Due to the wounding of three of it's officers, the remaining members of the 25th Kentucky Infantry were assigned to Col. McHenry's command on this morning. The official consolidation would come a few days later and the combined units would fight the rest of the war as the 17th Kentucky Volunteer Infantry, USA.
Hurlbut's Division took the center of Grant's line of attack, with McClernand to his right and Sherman at the right flank. Today they were taking the fight to the rebels from a position of strength. Grant's reinforcements (Buell and Lew Wallace) had been positioned during the night while Beauregard's expected support was yet to cross the Mississippi River. By all accounts, the fighting on this second day was equally ferocious as on the first.
McClernand's Road on the Shiloh Plateau. Note the opposing cannon marking the locations of Federal and Confederate Batteries on this day of reconquest.
Photo by the author- all rights reserved
As Hurlbut's division advanced, McClernand was falling behind and called for support. The Seventeenth was sent to his aid and the Union advance continued. Later, at Cavalry Field, Sherman's advance was completely halted by a concentrated counter-attack and he called for reinforcements. The Seventeenth was sent to his aid and, again, the Union advance continued. By late afternoon, Beauregard had been driven back to Shiloh Meeting House and conceded the field to the Union armies. Under the protection of cavalry led by Tennessee's General Nathan Bedford Forrest and Kentucky's General John Hunt Morgan, they made an organised retreat to Corinth in hopes of receiving reinforcements before the prized railway junction was attacked.
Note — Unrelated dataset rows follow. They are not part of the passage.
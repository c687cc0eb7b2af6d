//! Node selection and expansion
//!
//! Resolves user-supplied selection criteria (explicit keys, glob-style name
//! patterns, or "all") to a concrete set of graph nodes, then expands it:
//! optionally upward to everything that depends on the selection, and always
//! downward to the dependencies required for the selected work to be correct.
//!
//! Disabled actions are excluded from direct selection and from "all", but a
//! disabled action that a selected action transitively depends on is
//! reinstated here: its work still has to happen for downstream correctness.

use std::collections::BTreeSet;

use regex::Regex;
use tracing::debug;

use crate::action::ActionRef;
use crate::engine::graph::{Graph, NodeId};

#[derive(Debug, thiserror::Error)]
pub enum SelectError {
    #[error("No matching actions for '{0}'")]
    NoMatchingNodes(String),

    #[error("Invalid selection pattern '{pattern}': {source}")]
    InvalidPattern {
        pattern: String,
        source: regex::Error,
    },
}

/// What the caller asked to run
#[derive(Debug, Clone)]
pub enum SelectCriteria {
    /// Every enabled node in the graph
    All,
    /// Explicit action keys; each must match an enabled node
    Keys(Vec<ActionRef>),
    /// Glob-style patterns (`*`, `?`) matched against action names; an empty
    /// match is valid
    Patterns(Vec<String>),
}

/// Flags that shape expansion of the initial selection
#[derive(Debug, Clone, Default)]
pub struct SelectOptions {
    /// Expand upward to every transitive dependant of the selection
    pub include_dependants: bool,

    /// Restrict required-dependency inclusion to direct dependencies only.
    /// The caller asserts pre-existing results cover anything deeper.
    pub skip_dependencies: bool,

    /// When non-empty, restrict initial resolution to actions owned by these
    /// modules
    pub modules: Vec<String>,
}

/// Frozen set of nodes chosen for one execution
#[derive(Debug, Clone)]
pub struct SelectionSet {
    ids: BTreeSet<NodeId>,
}

impl SelectionSet {
    pub fn ids(&self) -> impl Iterator<Item = NodeId> + '_ {
        self.ids.iter().copied()
    }

    pub fn contains(&self, id: NodeId) -> bool {
        self.ids.contains(&id)
    }

    pub fn len(&self) -> usize {
        self.ids.len()
    }

    pub fn is_empty(&self) -> bool {
        self.ids.is_empty()
    }

    /// Sorted action keys of the selection
    pub fn keys(&self, graph: &Graph) -> Vec<String> {
        let mut keys: Vec<String> = self.ids.iter().map(|&id| graph.node(id).key()).collect();
        keys.sort();
        keys
    }
}

/// Resolve and expand a selection against `graph`
pub fn select(
    graph: &Graph,
    criteria: &SelectCriteria,
    options: &SelectOptions,
) -> Result<SelectionSet, SelectError> {
    let in_module_scope = |id: NodeId| {
        options.modules.is_empty() || options.modules.contains(&graph.node(id).config().module)
    };
    let selectable = |id: NodeId| !graph.node(id).is_disabled() && in_module_scope(id);

    let mut selected: BTreeSet<NodeId> = match criteria {
        SelectCriteria::All => graph.ids().filter(|&id| selectable(id)).collect(),
        SelectCriteria::Keys(keys) => {
            let mut ids = BTreeSet::new();
            for key in keys {
                let id = graph
                    .node_id(key)
                    .filter(|&id| selectable(id))
                    .ok_or_else(|| SelectError::NoMatchingNodes(key.key()))?;
                ids.insert(id);
            }
            ids
        }
        SelectCriteria::Patterns(patterns) => {
            let regexes = patterns
                .iter()
                .map(|p| compile_glob(p))
                .collect::<Result<Vec<_>, _>>()?;
            graph
                .ids()
                .filter(|&id| selectable(id))
                .filter(|&id| {
                    let name = &graph.node(id).config().name;
                    regexes.iter().any(|re| re.is_match(name))
                })
                .collect()
        }
    };

    // Upward expansion to a fixed point, so transitive dependants are reached.
    // Disabled dependants stay out and block further upward traversal.
    if options.include_dependants {
        let mut frontier: Vec<NodeId> = selected.iter().copied().collect();
        while let Some(id) = frontier.pop() {
            for &dependant in graph.node(id).dependents() {
                if !graph.node(dependant).is_disabled() && selected.insert(dependant) {
                    frontier.push(dependant);
                }
            }
        }
    }

    // Required work can never be omitted: pull in dependencies, reinstating
    // disabled ones. skip_dependencies narrows this to direct dependencies.
    if options.skip_dependencies {
        let direct: Vec<NodeId> = selected
            .iter()
            .flat_map(|&id| graph.node(id).dependencies().iter().copied())
            .collect();
        selected.extend(direct);
    } else {
        let required = graph.dependency_closure(selected.iter().copied());
        selected.extend(required);
    }

    debug!(
        selected = selected.len(),
        total = graph.len(),
        "Resolved selection"
    );
    Ok(SelectionSet { ids: selected })
}

/// Compile a glob-style pattern (`*` any run, `?` any character) into an
/// anchored regex over action names
fn compile_glob(pattern: &str) -> Result<Regex, SelectError> {
    let mut expr = String::with_capacity(pattern.len() + 4);
    expr.push('^');
    for ch in pattern.chars() {
        match ch {
            '*' => expr.push_str(".*"),
            '?' => expr.push('.'),
            other => expr.push_str(&regex::escape(&other.to_string())),
        }
    }
    expr.push('$');
    Regex::new(&expr).map_err(|source| SelectError::InvalidPattern {
        pattern: pattern.to_string(),
        source,
    })
}

#[cfg(test)]
mod tests {
    use super::*;
    use crate::action::{ActionConfig, ActionKind};

    fn graph() -> Graph {
        // api-web -> api -> base; worker -> base; standalone
        Graph::build(vec![
            ActionConfig::new(ActionKind::Build, "base", "base"),
            ActionConfig::new(ActionKind::Build, "api", "api")
                .with_dependency(ActionKind::Build, "base"),
            ActionConfig::new(ActionKind::Build, "api-web", "web")
                .with_dependency(ActionKind::Build, "api"),
            ActionConfig::new(ActionKind::Build, "worker", "worker")
                .with_dependency(ActionKind::Build, "base"),
            ActionConfig::new(ActionKind::Build, "standalone", "standalone"),
        ])
        .unwrap()
    }

    fn keys_of(graph: &Graph, selection: &SelectionSet) -> Vec<String> {
        selection.keys(graph)
    }

    #[test]
    fn test_select_all() {
        let g = graph();
        let selection = select(&g, &SelectCriteria::All, &SelectOptions::default()).unwrap();
        assert_eq!(selection.len(), 5);
    }

    #[test]
    fn test_explicit_key_pulls_dependencies() {
        let g = graph();
        let criteria = SelectCriteria::Keys(vec![ActionRef::new(ActionKind::Build, "api-web")]);
        let selection = select(&g, &criteria, &SelectOptions::default()).unwrap();
        assert_eq!(
            keys_of(&g, &selection),
            vec!["build.api", "build.api-web", "build.base"]
        );
    }

    #[test]
    fn test_explicit_key_not_found() {
        let g = graph();
        let criteria = SelectCriteria::Keys(vec![ActionRef::new(ActionKind::Build, "ghost")]);
        let result = select(&g, &criteria, &SelectOptions::default());
        assert!(matches!(result, Err(SelectError::NoMatchingNodes(key)) if key == "build.ghost"));
    }

    #[test]
    fn test_glob_patterns() {
        let g = graph();
        let criteria = SelectCriteria::Patterns(vec!["api*".to_string()]);
        let selection = select(&g, &criteria, &SelectOptions::default()).unwrap();
        assert_eq!(
            keys_of(&g, &selection),
            vec!["build.api", "build.api-web", "build.base"]
        );
    }

    #[test]
    fn test_glob_no_match_is_empty_not_error() {
        let g = graph();
        let criteria = SelectCriteria::Patterns(vec!["nothing-*".to_string()]);
        let selection = select(&g, &criteria, &SelectOptions::default()).unwrap();
        assert!(selection.is_empty());
    }

    #[test]
    fn test_question_mark_glob() {
        let g = graph();
        let criteria = SelectCriteria::Patterns(vec!["ap?".to_string()]);
        let selection = select(&g, &criteria, &SelectOptions::default()).unwrap();
        // Matches api; base follows as its dependency
        assert_eq!(keys_of(&g, &selection), vec!["build.api", "build.base"]);
    }

    #[test]
    fn test_include_dependants_reaches_transitive() {
        let g = graph();
        let criteria = SelectCriteria::Keys(vec![ActionRef::new(ActionKind::Build, "base")]);
        let options = SelectOptions {
            include_dependants: true,
            ..Default::default()
        };
        let selection = select(&g, &criteria, &options).unwrap();
        // base's dependants: api, api-web (transitive), worker; standalone untouched
        assert_eq!(
            keys_of(&g, &selection),
            vec!["build.api", "build.api-web", "build.base", "build.worker"]
        );
    }

    #[test]
    fn test_skip_dependencies_direct_only() {
        let g = graph();
        let criteria = SelectCriteria::Keys(vec![ActionRef::new(ActionKind::Build, "api-web")]);
        let options = SelectOptions {
            skip_dependencies: true,
            ..Default::default()
        };
        let selection = select(&g, &criteria, &options).unwrap();
        // Direct dependency api is in, transitive base is not
        assert_eq!(keys_of(&g, &selection), vec!["build.api", "build.api-web"]);
    }

    #[test]
    fn test_module_filter() {
        let g = graph();
        let options = SelectOptions {
            modules: vec!["worker".to_string()],
            ..Default::default()
        };
        let selection = select(&g, &SelectCriteria::All, &options).unwrap();
        // Module scope applies to initial resolution; dependencies still follow
        assert_eq!(keys_of(&g, &selection), vec!["build.base", "build.worker"]);
    }

    fn disabled_graph() -> Graph {
        // b (enabled) depends on c (disabled); a (enabled) depends on b
        Graph::build(vec![
            ActionConfig::new(ActionKind::Build, "c", "c").with_disabled(true),
            ActionConfig::new(ActionKind::Build, "b", "b")
                .with_dependency(ActionKind::Build, "c"),
            ActionConfig::new(ActionKind::Build, "a", "a")
                .with_dependency(ActionKind::Build, "b"),
            ActionConfig::new(ActionKind::Build, "loner", "loner"),
        ])
        .unwrap()
    }

    #[test]
    fn test_disabled_excluded_from_all_but_reinstated_as_dependency() {
        let g = disabled_graph();
        let selection = select(&g, &SelectCriteria::All, &SelectOptions::default()).unwrap();
        // c is not directly selectable, but b needs it
        assert_eq!(
            keys_of(&g, &selection),
            vec!["build.a", "build.b", "build.c", "build.loner"]
        );
    }

    #[test]
    fn test_disabled_not_directly_selectable() {
        let g = disabled_graph();
        let criteria = SelectCriteria::Keys(vec![ActionRef::new(ActionKind::Build, "c")]);
        let result = select(&g, &criteria, &SelectOptions::default());
        assert!(matches!(result, Err(SelectError::NoMatchingNodes(_))));
    }

    #[test]
    fn test_selecting_b_reinstates_disabled_dependency() {
        let g = disabled_graph();
        let criteria = SelectCriteria::Keys(vec![ActionRef::new(ActionKind::Build, "b")]);
        let selection = select(&g, &criteria, &SelectOptions::default()).unwrap();
        assert_eq!(keys_of(&g, &selection), vec!["build.b", "build.c"]);
    }

    #[test]
    fn test_dependants_expansion_skips_disabled() {
        // base <- mid (disabled) <- top (enabled)
        let g = Graph::build(vec![
            ActionConfig::new(ActionKind::Build, "base", "base"),
            ActionConfig::new(ActionKind::Build, "mid", "mid")
                .with_dependency(ActionKind::Build, "base")
                .with_disabled(true),
            ActionConfig::new(ActionKind::Build, "top", "top")
                .with_dependency(ActionKind::Build, "mid"),
        ])
        .unwrap();

        let criteria = SelectCriteria::Keys(vec![ActionRef::new(ActionKind::Build, "base")]);
        let options = SelectOptions {
            include_dependants: true,
            ..Default::default()
        };
        let selection = select(&g, &criteria, &options).unwrap();
        // mid is disabled, so expansion stops there and top stays out
        assert_eq!(keys_of(&g, &selection), vec!["build.base"]);
    }
}
//! Execution result and report types
//!
//! Per-node outcomes are aggregated into a flat report keyed by action key.
//! The report is the engine's only user-visible output; rendering it as JSON,
//! a table, or log lines belongs to the CLI layer, so everything here is
//! serde-serializable.

use std::collections::HashMap;

use chrono::{DateTime, Utc};
use serde::{Deserialize, Serialize};
use uuid::Uuid;

use crate::action::{ActionOutputs, ActionRef};
use crate::engine::version::Version;

/// Terminal state of one node
#[derive(Debug, Clone, Copy, Serialize, Deserialize, PartialEq, Eq)]
#[serde(rename_all = "lowercase")]
pub enum NodeState {
    /// Executed successfully, or restored from cache
    Ready,
    /// The handler returned an error
    Failed,
    /// Never invoked
    Skipped,
}

/// Why a node was skipped without running
#[derive(Debug, Clone, Serialize, Deserialize, PartialEq, Eq)]
#[serde(rename_all = "snake_case", tag = "reason", content = "action")]
pub enum SkipReason {
    /// A direct or transitive dependency failed; carries the failing ancestor
    DependencyFailed(ActionRef),
    /// The caller cancelled the run before this node started
    Cancelled,
    /// An unrelated failure aborted the run (fail-fast mode)
    Aborted,
}

/// Outcome of one node in one execution
#[derive(Debug, Clone, Serialize, Deserialize)]
pub struct ExecutionResult {
    pub key: ActionRef,
    pub state: NodeState,

    /// The node's resolved version at execution time
    pub version: Version,

    /// Named values produced by the handler (or restored from cache)
    #[serde(default)]
    pub outputs: ActionOutputs,

    /// Handler error message, for failed nodes
    pub error: Option<String>,

    /// Populated for skipped nodes
    pub skip_reason: Option<SkipReason>,

    /// Direct dependencies, for introspecting the failure chain through the
    /// report
    pub dependencies: Vec<ActionRef>,

    /// True when the result was restored from the cache without a handler
    /// call
    pub cached: bool,

    pub completed_at: DateTime<Utc>,
}

impl ExecutionResult {
    pub fn is_ready(&self) -> bool {
        self.state == NodeState::Ready
    }
}

/// Aggregated outcome of one engine run
#[derive(Debug, Clone, Serialize, Deserialize)]
pub struct Report {
    pub run_id: String,

    /// Strict success: every node's terminal state is ready
    pub success: bool,

    /// Per-node results keyed by action key (`kind.name`)
    pub results: HashMap<String, ExecutionResult>,
}

impl Report {
    /// Aggregate per-node results into a report
    ///
    /// Keyed by node identity, so the aggregation is independent of
    /// completion order.
    pub fn aggregate(results: impl IntoIterator<Item = ExecutionResult>) -> Self {
        let results: HashMap<String, ExecutionResult> = results
            .into_iter()
            .map(|result| (result.key.key(), result))
            .collect();
        let success = results.values().all(ExecutionResult::is_ready);
        Self {
            run_id: Uuid::new_v4().to_string(),
            success,
            results,
        }
    }

    pub fn result(&self, key: &str) -> Option<&ExecutionResult> {
        self.results.get(key)
    }

    pub fn len(&self) -> usize {
        self.results.len()
    }

    pub fn is_empty(&self) -> bool {
        self.results.is_empty()
    }

    pub fn ready_keys(&self) -> Vec<&str> {
        self.keys_in_state(NodeState::Ready)
    }

    pub fn failed_keys(&self) -> Vec<&str> {
        self.keys_in_state(NodeState::Failed)
    }

    pub fn skipped_keys(&self) -> Vec<&str> {
        self.keys_in_state(NodeState::Skipped)
    }

    fn keys_in_state(&self, state: NodeState) -> Vec<&str> {
        let mut keys: Vec<&str> = self
            .results
            .iter()
            .filter(|(_, result)| result.state == state)
            .map(|(key, _)| key.as_str())
            .collect();
        keys.sort();
        keys
    }
}
use crate::catalog::Catalog;
use crate::presence::ChannelBinding;
use anyhow::Result;
use poise::serenity_prelude as serenity;
use tracing::{info, warn};

#[derive(Debug, Clone, Copy, PartialEq, Eq)]
pub enum ChannelKind {
    Category,
    Text,
    Other,
}

/// The parts of a guild channel that binding needs.
#[derive(Debug, Clone)]
pub struct ChannelInfo {
    pub id: u64,
    pub name: String,
    pub kind: ChannelKind,
    pub parent_id: Option<u64>,
}

#[derive(Debug, Default)]
pub struct BindingReport {
    pub bindings: Vec<ChannelBinding>,
    /// `category` or `category/channel` entries from the catalog with no live counterpart.
    pub missing: Vec<String>,
}

/// Matches catalog divisions against Discord categories and their categories against text
/// channels, by name. Missing entries are reported, never fatal.
pub fn resolve_bindings(catalog: &Catalog, channels: &[ChannelInfo]) -> BindingReport {
    let mut report = BindingReport::default();

    for division in &catalog.divisions {
        let category = channels
            .iter()
            .find(|c| c.kind == ChannelKind::Category && c.name == division.key);
        let Some(category) = category else {
            warn!("Category '{}' not found", division.key);
            report.missing.push(division.key.clone());
            continue;
        };

        for entry in &division.categories {
            let channel = channels.iter().find(|c| {
                c.kind == ChannelKind::Text && c.parent_id == Some(category.id) && c.name == entry.name
            });
            match channel {
                Some(channel) => {
                    info!(
                        "Monitoring channel '{}' -> sheet '{}'",
                        channel.name, division.sheet_target
                    );
                    report.bindings.push(ChannelBinding {
                        channel_id: channel.id,
                        division_key: division.key.clone(),
                        category: entry.name.clone(),
                    });
                }
                None => {
                    warn!("Channel '{}' not found in category '{}'", entry.name, division.key);
                    report.missing.push(format!("{}/{}", division.key, entry.name));
                }
            }
        }
    }

    report
}

pub async fn bind_guild(
    ctx: &serenity::Context,
    guild_id: serenity::GuildId,
    catalog: &Catalog,
) -> Result<Vec<ChannelBinding>> {
    let channels = guild_id.channels(&ctx.http).await?;
    let infos: Vec<ChannelInfo> = channels
        .values()
        .map(|channel| ChannelInfo {
            id: channel.id.get(),
            name: channel.name.clone(),
            kind: match channel.kind {
                serenity::ChannelType::Category => ChannelKind::Category,
                serenity::ChannelType::Text => ChannelKind::Text,
                _ => ChannelKind::Other,
            },
            parent_id: channel.parent_id.map(|id| id.get()),
        })
        .collect();

    let report = resolve_bindings(catalog, &infos);
    info!(
        "Bound {} channels in guild {} ({} catalog entries missing)",
        report.bindings.len(),
        guild_id,
        report.missing.len()
    );
    Ok(report.bindings)
}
The next morning, General Sherman sent a small force of about 250 infantry to monitor the Confederate withdrawl. The final engagement of the Battle of Shiloh ocurred when this force was turned back by Forrest's cavalry units near Michie, TN in an engagement known as the Skirmish at Fallen Timbers.
Sherman's advance and hold at Cavalry Field.
Photo by the author- all rights reserved
General Grant's decision to not pursue Beauregard's armies, like every other decision he made, has been much criticised. He stated, understandably, that his armies were in no condition to continue. This was not entirely true as Buell and Lew Wallace had been fighting for only one day and were capable of chasing the defeated rebels, but to what end? It would have been reckless to leave the high ground with it's all-important river landing and the stores of supplies scattered all over the plateau in pursuit of a defeated enemy into an unknown terrain.
On the other hand, with General Halleck due to arrive in a few days, Grant surely remembered the old general's admonishment to not seek any engagement with the enemy and thought it better to have his surviving forces organised and presentable to the conservative Halleck. The Battle of Shiloh was, after all, initiated by a Confederate attack but should Grant pursue, Halleck might charge him with disobeying a direct order.